Directions:
Please output exactly the part of the records below that opens with the line containing "its own task." and closes with the line containing "self.teardown(false).await;", both lines included, and nothing else.

[Source data]
──────

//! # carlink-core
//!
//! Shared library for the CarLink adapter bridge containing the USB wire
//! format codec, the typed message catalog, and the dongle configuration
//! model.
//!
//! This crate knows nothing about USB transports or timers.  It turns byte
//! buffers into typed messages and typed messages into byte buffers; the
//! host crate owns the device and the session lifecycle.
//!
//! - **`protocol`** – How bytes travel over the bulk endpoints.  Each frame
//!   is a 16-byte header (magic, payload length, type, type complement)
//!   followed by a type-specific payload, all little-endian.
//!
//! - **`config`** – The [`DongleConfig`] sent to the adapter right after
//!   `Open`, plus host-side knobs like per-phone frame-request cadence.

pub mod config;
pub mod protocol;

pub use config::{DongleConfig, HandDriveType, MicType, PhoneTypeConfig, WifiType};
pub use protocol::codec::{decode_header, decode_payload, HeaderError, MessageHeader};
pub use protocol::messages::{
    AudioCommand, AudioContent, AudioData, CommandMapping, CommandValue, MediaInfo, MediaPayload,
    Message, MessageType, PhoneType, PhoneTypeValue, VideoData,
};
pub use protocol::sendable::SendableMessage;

──────

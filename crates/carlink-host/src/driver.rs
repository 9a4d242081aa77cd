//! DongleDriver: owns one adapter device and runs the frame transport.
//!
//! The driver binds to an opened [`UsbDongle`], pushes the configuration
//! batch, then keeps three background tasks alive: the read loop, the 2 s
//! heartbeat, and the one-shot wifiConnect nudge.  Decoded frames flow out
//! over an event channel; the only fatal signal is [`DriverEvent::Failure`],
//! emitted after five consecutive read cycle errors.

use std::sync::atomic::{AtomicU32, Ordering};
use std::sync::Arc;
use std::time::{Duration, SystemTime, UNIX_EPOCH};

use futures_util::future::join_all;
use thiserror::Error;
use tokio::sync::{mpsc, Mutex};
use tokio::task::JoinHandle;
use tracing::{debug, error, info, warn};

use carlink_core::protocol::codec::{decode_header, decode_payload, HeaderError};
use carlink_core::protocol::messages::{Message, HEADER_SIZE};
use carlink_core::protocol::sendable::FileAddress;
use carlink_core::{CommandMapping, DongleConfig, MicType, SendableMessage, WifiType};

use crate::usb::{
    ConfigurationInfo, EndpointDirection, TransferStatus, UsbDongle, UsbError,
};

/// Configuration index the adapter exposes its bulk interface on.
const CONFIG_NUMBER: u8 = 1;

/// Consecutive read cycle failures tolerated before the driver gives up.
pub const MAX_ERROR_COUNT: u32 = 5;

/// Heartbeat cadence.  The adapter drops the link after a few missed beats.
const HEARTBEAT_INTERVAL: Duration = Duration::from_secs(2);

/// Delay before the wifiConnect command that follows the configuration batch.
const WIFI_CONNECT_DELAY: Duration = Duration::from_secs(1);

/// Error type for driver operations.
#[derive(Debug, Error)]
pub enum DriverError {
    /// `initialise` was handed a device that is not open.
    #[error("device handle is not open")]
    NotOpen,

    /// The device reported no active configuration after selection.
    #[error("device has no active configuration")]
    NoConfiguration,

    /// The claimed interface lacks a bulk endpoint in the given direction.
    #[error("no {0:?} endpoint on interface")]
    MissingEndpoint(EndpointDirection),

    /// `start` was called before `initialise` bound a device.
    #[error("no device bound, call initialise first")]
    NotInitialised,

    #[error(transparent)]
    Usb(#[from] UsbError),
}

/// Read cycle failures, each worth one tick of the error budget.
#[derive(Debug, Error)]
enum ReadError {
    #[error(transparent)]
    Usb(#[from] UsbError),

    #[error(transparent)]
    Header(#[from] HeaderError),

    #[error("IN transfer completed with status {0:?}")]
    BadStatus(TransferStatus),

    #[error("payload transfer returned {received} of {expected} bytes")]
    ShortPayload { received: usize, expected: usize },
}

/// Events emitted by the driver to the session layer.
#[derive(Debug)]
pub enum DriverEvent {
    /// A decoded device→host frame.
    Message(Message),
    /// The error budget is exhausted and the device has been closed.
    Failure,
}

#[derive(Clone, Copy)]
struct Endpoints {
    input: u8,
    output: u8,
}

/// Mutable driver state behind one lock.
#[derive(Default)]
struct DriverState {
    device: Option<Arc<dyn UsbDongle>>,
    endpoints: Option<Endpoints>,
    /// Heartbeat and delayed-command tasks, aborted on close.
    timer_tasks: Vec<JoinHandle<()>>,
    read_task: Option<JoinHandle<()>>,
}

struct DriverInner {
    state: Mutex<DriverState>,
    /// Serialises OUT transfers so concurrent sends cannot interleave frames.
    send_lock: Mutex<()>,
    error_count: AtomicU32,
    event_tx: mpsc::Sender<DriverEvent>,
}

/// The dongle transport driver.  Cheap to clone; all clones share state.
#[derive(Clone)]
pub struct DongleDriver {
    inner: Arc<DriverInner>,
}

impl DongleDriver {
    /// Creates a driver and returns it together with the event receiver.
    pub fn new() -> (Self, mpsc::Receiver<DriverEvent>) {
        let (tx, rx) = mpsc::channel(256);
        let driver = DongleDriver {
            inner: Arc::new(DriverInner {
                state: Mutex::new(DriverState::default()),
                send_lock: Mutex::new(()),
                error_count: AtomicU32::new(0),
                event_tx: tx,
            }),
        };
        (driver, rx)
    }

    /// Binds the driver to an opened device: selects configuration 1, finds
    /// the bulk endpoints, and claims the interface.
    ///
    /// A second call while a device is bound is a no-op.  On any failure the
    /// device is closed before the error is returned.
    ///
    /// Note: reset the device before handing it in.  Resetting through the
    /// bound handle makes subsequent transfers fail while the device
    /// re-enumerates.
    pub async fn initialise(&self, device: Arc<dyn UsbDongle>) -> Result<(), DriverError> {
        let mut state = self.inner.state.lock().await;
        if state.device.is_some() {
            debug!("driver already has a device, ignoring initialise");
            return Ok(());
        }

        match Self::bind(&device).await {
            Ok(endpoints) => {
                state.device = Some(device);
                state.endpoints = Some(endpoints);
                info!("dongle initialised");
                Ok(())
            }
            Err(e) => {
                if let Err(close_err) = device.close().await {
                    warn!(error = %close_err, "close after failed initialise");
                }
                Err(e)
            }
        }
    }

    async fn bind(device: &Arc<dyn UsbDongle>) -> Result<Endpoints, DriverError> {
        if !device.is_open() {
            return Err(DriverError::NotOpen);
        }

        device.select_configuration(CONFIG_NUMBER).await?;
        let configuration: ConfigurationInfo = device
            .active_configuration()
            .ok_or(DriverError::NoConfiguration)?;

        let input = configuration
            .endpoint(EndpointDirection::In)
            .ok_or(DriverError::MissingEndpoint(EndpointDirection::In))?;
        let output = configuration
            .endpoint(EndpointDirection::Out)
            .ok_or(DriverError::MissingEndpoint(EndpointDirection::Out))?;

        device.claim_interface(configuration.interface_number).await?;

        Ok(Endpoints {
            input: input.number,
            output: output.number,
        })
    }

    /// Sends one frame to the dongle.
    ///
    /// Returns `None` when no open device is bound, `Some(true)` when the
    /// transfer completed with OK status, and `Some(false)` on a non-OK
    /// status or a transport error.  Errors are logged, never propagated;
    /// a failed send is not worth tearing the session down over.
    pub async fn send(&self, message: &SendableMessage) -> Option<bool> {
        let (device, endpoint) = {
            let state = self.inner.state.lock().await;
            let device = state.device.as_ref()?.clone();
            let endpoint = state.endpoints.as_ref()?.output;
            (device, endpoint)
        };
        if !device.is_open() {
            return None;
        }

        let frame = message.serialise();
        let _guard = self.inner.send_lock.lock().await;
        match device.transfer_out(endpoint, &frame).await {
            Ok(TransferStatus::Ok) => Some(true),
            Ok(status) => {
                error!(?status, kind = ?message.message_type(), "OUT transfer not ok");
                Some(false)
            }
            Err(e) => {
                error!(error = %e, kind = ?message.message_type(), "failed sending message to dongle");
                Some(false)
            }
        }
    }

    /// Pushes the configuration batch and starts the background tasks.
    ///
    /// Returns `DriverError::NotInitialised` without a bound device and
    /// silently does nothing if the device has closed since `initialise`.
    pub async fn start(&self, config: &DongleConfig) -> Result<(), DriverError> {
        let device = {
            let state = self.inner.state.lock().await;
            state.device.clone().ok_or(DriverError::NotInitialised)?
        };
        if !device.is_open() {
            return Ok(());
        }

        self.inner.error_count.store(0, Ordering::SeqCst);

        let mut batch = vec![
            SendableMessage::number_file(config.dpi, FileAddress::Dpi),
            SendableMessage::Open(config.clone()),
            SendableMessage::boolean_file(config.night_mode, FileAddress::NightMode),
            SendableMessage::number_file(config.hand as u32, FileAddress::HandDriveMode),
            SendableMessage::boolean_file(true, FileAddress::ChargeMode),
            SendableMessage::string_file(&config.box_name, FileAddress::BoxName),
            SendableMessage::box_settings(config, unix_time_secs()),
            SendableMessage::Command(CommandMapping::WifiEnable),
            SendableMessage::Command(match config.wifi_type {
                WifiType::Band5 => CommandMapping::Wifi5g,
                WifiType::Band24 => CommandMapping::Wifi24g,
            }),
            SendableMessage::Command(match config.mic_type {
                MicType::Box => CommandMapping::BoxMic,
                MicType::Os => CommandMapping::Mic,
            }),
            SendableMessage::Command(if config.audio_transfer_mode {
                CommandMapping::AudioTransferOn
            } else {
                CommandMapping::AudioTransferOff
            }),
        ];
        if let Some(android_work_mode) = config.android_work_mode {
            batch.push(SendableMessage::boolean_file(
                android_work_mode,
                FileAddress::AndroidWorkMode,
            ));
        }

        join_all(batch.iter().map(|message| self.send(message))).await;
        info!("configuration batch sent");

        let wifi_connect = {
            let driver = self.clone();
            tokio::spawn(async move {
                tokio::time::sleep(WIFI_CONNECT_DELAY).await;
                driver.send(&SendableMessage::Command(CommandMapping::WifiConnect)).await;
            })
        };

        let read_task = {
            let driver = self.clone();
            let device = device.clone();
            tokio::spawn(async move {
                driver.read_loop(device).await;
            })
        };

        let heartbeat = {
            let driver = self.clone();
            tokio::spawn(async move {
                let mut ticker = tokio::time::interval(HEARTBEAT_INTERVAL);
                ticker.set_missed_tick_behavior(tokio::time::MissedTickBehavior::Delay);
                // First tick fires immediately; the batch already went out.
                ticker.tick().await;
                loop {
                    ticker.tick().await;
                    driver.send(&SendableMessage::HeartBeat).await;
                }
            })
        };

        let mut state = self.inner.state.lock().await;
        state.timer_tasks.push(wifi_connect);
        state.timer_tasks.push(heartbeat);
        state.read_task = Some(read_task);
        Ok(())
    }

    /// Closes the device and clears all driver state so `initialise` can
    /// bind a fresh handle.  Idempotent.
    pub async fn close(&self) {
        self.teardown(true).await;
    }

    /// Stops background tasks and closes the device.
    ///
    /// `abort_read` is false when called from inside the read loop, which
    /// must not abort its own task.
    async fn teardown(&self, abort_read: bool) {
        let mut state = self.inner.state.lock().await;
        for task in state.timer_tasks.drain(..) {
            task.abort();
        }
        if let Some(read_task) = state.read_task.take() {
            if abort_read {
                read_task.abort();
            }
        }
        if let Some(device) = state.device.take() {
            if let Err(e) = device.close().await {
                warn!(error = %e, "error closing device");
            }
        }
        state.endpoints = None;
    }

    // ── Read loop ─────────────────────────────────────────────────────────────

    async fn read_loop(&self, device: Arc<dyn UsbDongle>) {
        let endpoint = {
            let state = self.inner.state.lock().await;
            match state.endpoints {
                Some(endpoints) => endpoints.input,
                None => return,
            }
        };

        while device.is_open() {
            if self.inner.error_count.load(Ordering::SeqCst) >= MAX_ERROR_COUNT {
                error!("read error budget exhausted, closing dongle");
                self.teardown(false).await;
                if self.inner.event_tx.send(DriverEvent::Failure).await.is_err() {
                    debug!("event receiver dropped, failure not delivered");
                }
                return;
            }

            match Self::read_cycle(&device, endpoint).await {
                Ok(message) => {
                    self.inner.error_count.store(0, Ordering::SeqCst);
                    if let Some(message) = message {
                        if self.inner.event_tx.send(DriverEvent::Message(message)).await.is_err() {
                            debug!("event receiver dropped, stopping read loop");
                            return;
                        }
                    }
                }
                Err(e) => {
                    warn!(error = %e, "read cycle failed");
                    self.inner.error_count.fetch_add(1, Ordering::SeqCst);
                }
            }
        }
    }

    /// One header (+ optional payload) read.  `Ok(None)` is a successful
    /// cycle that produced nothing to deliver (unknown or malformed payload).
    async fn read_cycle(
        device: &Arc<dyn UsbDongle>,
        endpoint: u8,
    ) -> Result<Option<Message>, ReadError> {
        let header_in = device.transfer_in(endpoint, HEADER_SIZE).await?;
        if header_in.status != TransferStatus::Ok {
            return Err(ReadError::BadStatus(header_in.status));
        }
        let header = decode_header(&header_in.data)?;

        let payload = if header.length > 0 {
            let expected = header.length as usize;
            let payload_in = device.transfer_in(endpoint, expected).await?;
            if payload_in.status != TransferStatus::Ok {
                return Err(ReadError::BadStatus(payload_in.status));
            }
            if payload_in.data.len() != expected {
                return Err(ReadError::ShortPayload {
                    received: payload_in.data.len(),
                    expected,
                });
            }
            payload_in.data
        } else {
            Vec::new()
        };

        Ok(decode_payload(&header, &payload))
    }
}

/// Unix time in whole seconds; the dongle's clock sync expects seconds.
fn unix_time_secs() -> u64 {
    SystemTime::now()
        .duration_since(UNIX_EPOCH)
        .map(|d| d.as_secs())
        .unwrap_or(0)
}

──────

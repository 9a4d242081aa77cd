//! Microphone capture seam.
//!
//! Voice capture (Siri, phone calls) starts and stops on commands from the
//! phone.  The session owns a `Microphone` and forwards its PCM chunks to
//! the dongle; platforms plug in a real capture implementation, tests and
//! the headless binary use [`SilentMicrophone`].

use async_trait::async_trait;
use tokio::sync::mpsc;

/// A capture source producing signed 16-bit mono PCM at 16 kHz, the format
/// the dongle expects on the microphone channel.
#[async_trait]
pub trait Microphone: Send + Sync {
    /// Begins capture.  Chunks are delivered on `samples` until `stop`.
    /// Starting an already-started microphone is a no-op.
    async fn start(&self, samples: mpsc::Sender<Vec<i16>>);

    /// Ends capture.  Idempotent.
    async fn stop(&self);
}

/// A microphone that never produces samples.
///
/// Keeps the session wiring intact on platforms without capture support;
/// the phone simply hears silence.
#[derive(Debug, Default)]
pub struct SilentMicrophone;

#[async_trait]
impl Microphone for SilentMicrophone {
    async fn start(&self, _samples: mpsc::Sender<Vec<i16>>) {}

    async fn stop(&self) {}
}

──────

Response to this task:
    /// must not abort its own task.
    async fn teardown(&self, abort_read: bool) {
        let mut state = self.inner.state.lock().await;
        for task in state.timer_tasks.drain(..) {
            task.abort();
        }
        if let Some(read_task) = state.read_task.take() {
            if abort_read {
                read_task.abort();
            }
        }
        if let Some(device) = state.device.take() {
            if let Err(e) = device.close().await {
                warn!(error = %e, "error closing device");
            }
        }
        state.endpoints = None;
    }

    // ── Read loop ─────────────────────────────────────────────────────────────

    async fn read_loop(&self, device: Arc<dyn UsbDongle>) {
        let endpoint = {
            let state = self.inner.state.lock().await;
            match state.endpoints {
                Some(endpoints) => endpoints.input,
                None => return,
            }
        };

        while device.is_open() {
            if self.inner.error_count.load(Ordering::SeqCst) >= MAX_ERROR_COUNT {
                error!("read error budget exhausted, closing dongle");
                self.teardown(false).await;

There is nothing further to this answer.